Теперь давайте посчитаем, сколько кругляка с Дальнего Востока уезжает. Это примерно 4,7 млн кубометров в год. При этом мощности по переработке леса в ДФО недозагружены на 3 млн кубов. И нужно пристроить еще 1,7 млн кубометров. Возникает вопрос: можно ли развить мощности до целевого значения? Да, можно. Их можно направлять на новые мощности – например, пеллетные производства для экспорта продукции. Предпринимателям нужно прийти в Минпромторг за поддержкой на развитие этого направления бизнеса. Мы также готовы дать субсидию на перевозку [кругляка до предприятий по переработке] – такое поручение я дала в конце июня на совещании в Чите.

Мы готовы дать субсидию на перевозку внутри ДФО, а также из ДФО в Сибирский федеральный округ, который готов забрать на переработку даже больший объем, чем 1,7 млн кубометров.

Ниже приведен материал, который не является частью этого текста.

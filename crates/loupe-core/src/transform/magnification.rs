//! Validated zoom factor for the loupe inset.

use std::fmt;

use serde::{Deserialize, Serialize};

use crate::error::{LoupeError, Result};

/// How much more zoomed-in the inset is than a 1:1 fit of the source.
///
/// Always finite and `>= 1`. Below 1 the anchor stops being a fixed point
/// of the zoom, so such values are rejected at construction.
#[derive(Debug, Clone, Copy, PartialEq, PartialOrd, Serialize, Deserialize)]
#[serde(try_from = "f32", into = "f32")]
pub struct Magnification(f32);

impl Magnification {
    /// No zoom: the inset shows the base-fit image.
    pub const NONE: Self = Self(1.0);
    /// Zoom used when nothing else is configured.
    pub const DEFAULT: Self = Self(2.0);

    pub fn new(factor: f32) -> Result<Self> {
        if !factor.is_finite() || factor < 1.0 {
            return Err(LoupeError::InvalidMagnification(factor));
        }
        Ok(Self(factor))
    }

    pub const fn get(self) -> f32 {
        self.0
    }
}

impl Default for Magnification {
    fn default() -> Self {
        Self::DEFAULT
    }
}

impl TryFrom<f32> for Magnification {
    type Error = LoupeError;

    fn try_from(factor: f32) -> Result<Self> {
        Self::new(factor)
    }
}

impl From<Magnification> for f32 {
    fn from(m: Magnification) -> Self {
        m.0
    }
}

impl fmt::Display for Magnification {
    fn fmt(&self, f: &mut fmt::Formatter<'_>) -> fmt::Result {
        write!(f, "{}×", self.0)
    }
}
//! Loupe Demo — render a magnifying-glass annotation onto a screenshot.
//!
//! Loads an image, fits it to the canvas, draws one loupe and writes a PNG.

mod config;
mod render;

use std::path::PathBuf;
use std::process::ExitCode;
use std::sync::Arc;

use clap::Parser;
use loupe_core::{Annotation, LoupeError, NormalizedPoint, Size};
use loupe_raster::RasterError;

use crate::config::DemoConfig;

#[derive(Debug, thiserror::Error)]
pub enum CliError {
    #[error(transparent)]
    Loupe(#[from] LoupeError),
    #[error(transparent)]
    Raster(#[from] RasterError),
    #[error("I/O error: {0}")]
    Io(#[from] std::io::Error),
    #[error("invalid argument: {0}")]
    InvalidArgument(String),
}

#[derive(Parser, Debug)]
#[command(name = "loupe", about = "Draw a magnifying-glass annotation onto a screenshot")]
struct Cli {
    /// Screenshot to annotate.
    input: PathBuf,

    /// Where to write the annotated PNG.
    output: PathBuf,

    /// Loupe centre as normalized `X,Y`.
    #[arg(long, value_parser = parse_point, default_value = "0.5,0.5")]
    anchor: NormalizedPoint,

    /// A point on the loupe rim as normalized `X,Y`.
    #[arg(long, value_parser = parse_point, default_value = "0.65,0.5")]
    edge: NormalizedPoint,

    /// Zoom factor, at least 1.
    #[arg(long)]
    magnification: Option<f32>,

    /// Device pixels per density-independent pixel.
    #[arg(long)]
    density: Option<f32>,

    /// Canvas size as `WxH`; defaults to the screenshot size.
    #[arg(long, value_parser = parse_size)]
    canvas: Option<Size>,

    /// JSON file with loupe settings.
    #[arg(long)]
    config: Option<PathBuf>,
}

fn parse_point(raw: &str) -> Result<NormalizedPoint, String> {
    let (x, y) = raw
        .split_once(',')
        .ok_or_else(|| format!("expected X,Y, got `{raw}`"))?;
    let x = x.trim().parse::<f32>().map_err(|e| format!("bad x `{x}`: {e}"))?;
    let y = y.trim().parse::<f32>().map_err(|e| format!("bad y `{y}`: {e}"))?;
    Ok(NormalizedPoint::new(x, y))
}

fn parse_size(raw: &str) -> Result<Size, String> {
    let (w, h) = raw
        .split_once(['x', 'X'])
        .ok_or_else(|| format!("expected WxH, got `{raw}`"))?;
    let w = w.trim().parse::<u32>().map_err(|e| format!("bad width `{w}`: {e}"))?;
    let h = h.trim().parse::<u32>().map_err(|e| format!("bad height `{h}`: {e}"))?;
    Ok(Size::new(w, h))
}

fn run(cli: Cli) -> Result<(), CliError> {
    let config = DemoConfig::resolve(cli.config.as_deref(), cli.magnification, cli.density)?;
    let screenshot = loupe_raster::load_image(&cli.input)?;
    let canvas = cli.canvas.unwrap_or_else(|| screenshot.dimensions().into());

    if !cli.anchor.is_normalized() || !cli.edge.is_normalized() {
        tracing::warn!("annotation points fall outside the unit square; loupe may be off-canvas");
    }

    let annotation = Annotation::new(cli.anchor, cli.edge);
    let out = render::compose(Arc::new(screenshot), canvas, &annotation, &config)?;
    loupe_raster::save_png(&out, &cli.output)?;
    tracing::info!("wrote {}", cli.output.display());
    Ok(())
}

fn main() -> ExitCode {
    tracing_subscriber::fmt::init();

    match run(Cli::parse()) {
        Ok(()) => ExitCode::SUCCESS,
        Err(e) => {
            tracing::error!("{e}");
            ExitCode::FAILURE
        }
    }
}

#[cfg(test)]
mod tests {
    use super::*;

    #[test]
    fn test_parse_point() {
        assert_eq!(parse_point("0.25, 0.75"), Ok(NormalizedPoint::new(0.25, 0.75)));
        assert!(parse_point("0.25").is_err());
        assert!(parse_point("a,b").is_err());
    }

    #[test]
    fn test_parse_size() {
        assert_eq!(parse_size("1080x1920"), Ok(Size::new(1080, 1920)));
        assert_eq!(parse_size("640X480"), Ok(Size::new(640, 480)));
        assert!(parse_size("640").is_err());
        assert!(parse_size("-1x2").is_err());
    }

    #[test]
    fn test_cli_parses_flags() {
        let cli = Cli::try_parse_from([
            "loupe",
            "in.png",
            "out.png",
            "--anchor",
            "0.1,0.2",
            "--magnification",
            "3",
            "--canvas",
            "400x300",
        ])
        .expect("valid args");
        assert_eq!(cli.anchor, NormalizedPoint::new(0.1, 0.2));
        assert_eq!(cli.edge, NormalizedPoint::new(0.65, 0.5));
        assert_eq!(cli.magnification, Some(3.0));
        assert_eq!(cli.canvas, Some(Size::new(400, 300)));
    }
}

– Сейчас действует запрет на вывоз из страны хвойных пород, ценных лиственных пород необработанного леса. Имеет ли смысл расширить его на все породы деревьев?

– Промышленники нас убеждали, что спроса со стороны Китая на березу нет. Не так давно мы были в Забайкальском крае. И на пункте пропуска Забайкальск – Маньчжурия на наших глазах по железной дороге ехал в Китай состав с красивым березовым кряжем. То есть березовый кряж нам, что, в стране не нужен? Поэтому дополнительно поручила проработать запрет на вывоз кругляка других пород, в том числе березы.

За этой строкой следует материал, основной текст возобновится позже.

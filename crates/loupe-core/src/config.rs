//! Loupe configuration: defaults, JSON files and environment overrides.

use serde::{Deserialize, Serialize};

use crate::error::Result;
use crate::stroke::{BLACK, DEFAULT_STROKE_DIP, DisplayMetrics, StrokeStyle};
use crate::transform::magnification::Magnification;

/// Environment variable overriding the magnification factor.
pub const ENV_MAGNIFICATION: &str = "LOUPE_MAGNIFICATION";
/// Environment variable overriding the border width in dip.
pub const ENV_STROKE_DIP: &str = "LOUPE_STROKE_DIP";

/// Tunables for a loupe renderer.
#[derive(Debug, Clone, PartialEq, Serialize, Deserialize)]
#[serde(default)]
pub struct LoupeConfig {
    /// Zoom applied on top of the base fit. Default: 2.
    pub magnification: Magnification,
    /// Border width in density-independent pixels. Default: 1.
    pub stroke_width_dip: f32,
    /// Border colour as straight RGBA. Default: opaque black.
    pub border_color: [u8; 4],
}

impl Default for LoupeConfig {
    fn default() -> Self {
        Self {
            magnification: Magnification::DEFAULT,
            stroke_width_dip: DEFAULT_STROKE_DIP,
            border_color: BLACK,
        }
    }
}

impl LoupeConfig {
    /// Parse a JSON document; absent fields keep their defaults.
    pub fn from_json_str(json: &str) -> Result<Self> {
        Ok(serde_json::from_str(json)?)
    }

    /// Overlay values produced by `lookup` (keyed by the `ENV_*` names).
    ///
    /// Unparseable or out-of-range values are logged and skipped.
    pub fn apply_overrides(&mut self, lookup: impl Fn(&str) -> Option<String>) {
        if let Some(raw) = lookup(ENV_MAGNIFICATION) {
            match raw.trim().parse::<f32>().map(Magnification::new) {
                Ok(Ok(m)) => self.magnification = m,
                _ => tracing::warn!("ignoring {ENV_MAGNIFICATION}={raw}: expected a number >= 1"),
            }
        }
        if let Some(raw) = lookup(ENV_STROKE_DIP) {
            match raw.trim().parse::<f32>() {
                Ok(dip) if dip.is_finite() && dip >= 0.0 => self.stroke_width_dip = dip,
                _ => tracing::warn!("ignoring {ENV_STROKE_DIP}={raw}: expected a non-negative number"),
            }
        }
    }

    /// Border stroke in device pixels for the given display.
    pub fn stroke(&self, metrics: &DisplayMetrics) -> Result<StrokeStyle> {
        StrokeStyle::with_color(metrics.to_pixels(self.stroke_width_dip), self.border_color)
    }
}

#[cfg(test)]
mod tests {
    use super::*;
    use crate::error::LoupeError;

    #[test]
    fn test_defaults() {
        let config = LoupeConfig::default();
        assert_eq!(config.magnification.get(), 2.0);
        assert_eq!(config.stroke_width_dip, 1.0);
        assert_eq!(config.border_color, BLACK);
    }

    #[test]
    fn test_partial_json_keeps_defaults() {
        let config = LoupeConfig::from_json_str(r#"{"magnification": 3.0}"#).expect("valid json");
        assert_eq!(config.magnification.get(), 3.0);
        assert_eq!(config.stroke_width_dip, 1.0);
    }

    #[test]
    fn test_json_rejects_low_magnification() {
        let err = LoupeConfig::from_json_str(r#"{"magnification": 0.5}"#).unwrap_err();
        assert!(matches!(err, LoupeError::Config(_)));
    }

    #[test]
    fn test_overrides_apply_and_skip_garbage() {
        let mut config = LoupeConfig::default();
        config.apply_overrides(|key| match key {
            ENV_MAGNIFICATION => Some("4".to_string()),
            ENV_STROKE_DIP => Some("thick".to_string()),
            _ => None,
        });
        assert_eq!(config.magnification.get(), 4.0);
        assert_eq!(config.stroke_width_dip, 1.0);

        config.apply_overrides(|key| (key == ENV_MAGNIFICATION).then(|| "0.1".to_string()));
        assert_eq!(config.magnification.get(), 4.0);
    }

    #[test]
    fn test_stroke_uses_density_and_color() {
        let config = LoupeConfig {
            stroke_width_dip: 1.5,
            border_color: [255, 0, 0, 255],
            ..LoupeConfig::default()
        };
        let stroke = config.stroke(&DisplayMetrics::new(2.0)).expect("valid stroke");
        assert_eq!(stroke.width, 3.0);
        assert_eq!(stroke.color, [255, 0, 0, 255]);
    }
}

– С 1 июля 2021 г. изменились правила внесения данных в ЛесЕГАИС. Что изменилось и выполняют ли участники рынка новые требования?

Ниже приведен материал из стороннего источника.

//! Magnifying-glass renderer.
//!
//! Draws a circular, magnified inset of the source bitmap centred on the
//! annotation's start point, then outlines it with the border stroke. The
//! radius is the projected distance from start to end.

use std::sync::Arc;

use glam::Affine2;
use image::RgbaImage;

use super::AnnotationRenderer;
use crate::annotation::Annotation;
use crate::config::LoupeConfig;
use crate::error::{LoupeError, Result};
use crate::geometry::{Circle, Size};
use crate::stroke::{DisplayMetrics, StrokeStyle};
use crate::surface::{DrawingSurface, SurfaceGuard};
use crate::transform::inset::LoupeGeometry;
use crate::transform::magnification::Magnification;

/// Renders loupe annotations over a shared screenshot.
///
/// The bitmap may arrive after construction; drawing before it does fails
/// with [`LoupeError::SourceNotReady`].
#[derive(Debug, Clone)]
pub struct LoupeRenderer {
    source: Option<Arc<RgbaImage>>,
    stroke: StrokeStyle,
    magnification: Magnification,
}

impl LoupeRenderer {
    /// Renderer with no source bitmap yet and the default magnification.
    pub fn new(stroke: StrokeStyle) -> Self {
        Self {
            source: None,
            stroke,
            magnification: Magnification::DEFAULT,
        }
    }

    pub fn with_source(source: Arc<RgbaImage>, stroke: StrokeStyle) -> Self {
        Self {
            source: Some(source),
            ..Self::new(stroke)
        }
    }

    pub fn from_config(config: &LoupeConfig, metrics: &DisplayMetrics) -> Result<Self> {
        Ok(Self::new(config.stroke(metrics)?).with_magnification(config.magnification))
    }

    pub fn with_magnification(mut self, magnification: Magnification) -> Self {
        self.magnification = magnification;
        self
    }

    pub fn magnification(&self) -> Magnification {
        self.magnification
    }

    pub fn stroke(&self) -> &StrokeStyle {
        &self.stroke
    }

    /// Replace the screenshot drawn inside the loupe.
    pub fn set_source_bitmap(&mut self, source: Arc<RgbaImage>) {
        self.source = Some(source);
    }

    pub fn source_bitmap(&self) -> Option<&Arc<RgbaImage>> {
        self.source.as_ref()
    }

    /// Clip circle and inset transform for `annotation` on a `canvas`-sized
    /// surface, without drawing anything.
    pub fn geometry(&self, annotation: &Annotation, canvas: Size) -> Result<LoupeGeometry> {
        let source = self.source()?;
        inset_geometry(source, annotation, canvas, self.magnification)
    }

    /// Diagnostic draw: same clip and border, but the content is the plain
    /// base fit with no magnification applied.
    pub fn draw_unmagnified(
        &self,
        annotation: &Annotation,
        surface: &mut dyn DrawingSurface,
    ) -> Result<()> {
        let source = self.source()?;
        let geometry = inset_geometry(source, annotation, surface.size(), Magnification::NONE)?;
        paint(
            surface,
            source,
            geometry.circle,
            geometry.base_fit_transform(),
            &self.stroke,
        )
    }

    fn source(&self) -> Result<&RgbaImage> {
        self.source.as_deref().ok_or(LoupeError::SourceNotReady)
    }
}

impl AnnotationRenderer for LoupeRenderer {
    fn draw(&self, annotation: &Annotation, surface: &mut dyn DrawingSurface) -> Result<()> {
        let source = self.source()?;
        let geometry = inset_geometry(source, annotation, surface.size(), self.magnification)?;
        tracing::debug!(
            "loupe at ({:.1}, {:.1}) r={:.1} m={} scale=({:.3}, {:.3})",
            geometry.circle.center.x,
            geometry.circle.center.y,
            geometry.circle.radius,
            self.magnification,
            geometry.content_scale.x,
            geometry.content_scale.y,
        );
        paint(
            surface,
            source,
            geometry.circle,
            geometry.transform,
            &self.stroke,
        )
    }
}

fn inset_geometry(
    source: &RgbaImage,
    annotation: &Annotation,
    canvas: Size,
    magnification: Magnification,
) -> Result<LoupeGeometry> {
    let (width, height) = source.dimensions();
    LoupeGeometry::compute(
        Size::new(width, height),
        canvas,
        annotation.start,
        annotation.radius(canvas),
        magnification,
    )
}

/// Clip, blit, outline. The same `circle` feeds both clip and border.
fn paint(
    surface: &mut dyn DrawingSurface,
    source: &RgbaImage,
    circle: Circle,
    transform: Affine2,
    stroke: &StrokeStyle,
) -> Result<()> {
    let mut surface = SurfaceGuard::new(surface);
    surface.clip_circle(circle)?;
    surface.draw_image(source, transform)?;
    surface.stroke_circle(circle, stroke)
}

– Есть процедура [отслеживания движения древесины] от делянки до границы или производства готовой продукции внутри страны. Цель была в том, чтобы зафиксировать все точки по цепочке движения. По факту в ЛесЕГАИС у нас была только делянка и затем точка на границе и плохо работающие алгоритмы для взаимодействия между Рослесхозом и таможней. Сейчас настраивается нормальное взаимодействие между этими ведомствами. Теперь в системе Рослесхоза, а также в федеральной системе ЛесЕГАИС фиксируются все точки: лесные склады, места заготовки, места переработки и государственная граница в качестве последней мили. Сейчас все эти точки – больше 50 000 – появились в системе. Следующее, что нужно сделать, – электронным сопроводительным документом между точками этой бизнес-процедуры показывать перемещение конкретной партии древесины. Это то, что мы должны сделать со всеми крупными лесопромышленниками уже осенью 2021 г. и посмотреть в пилотном варианте, как это работает.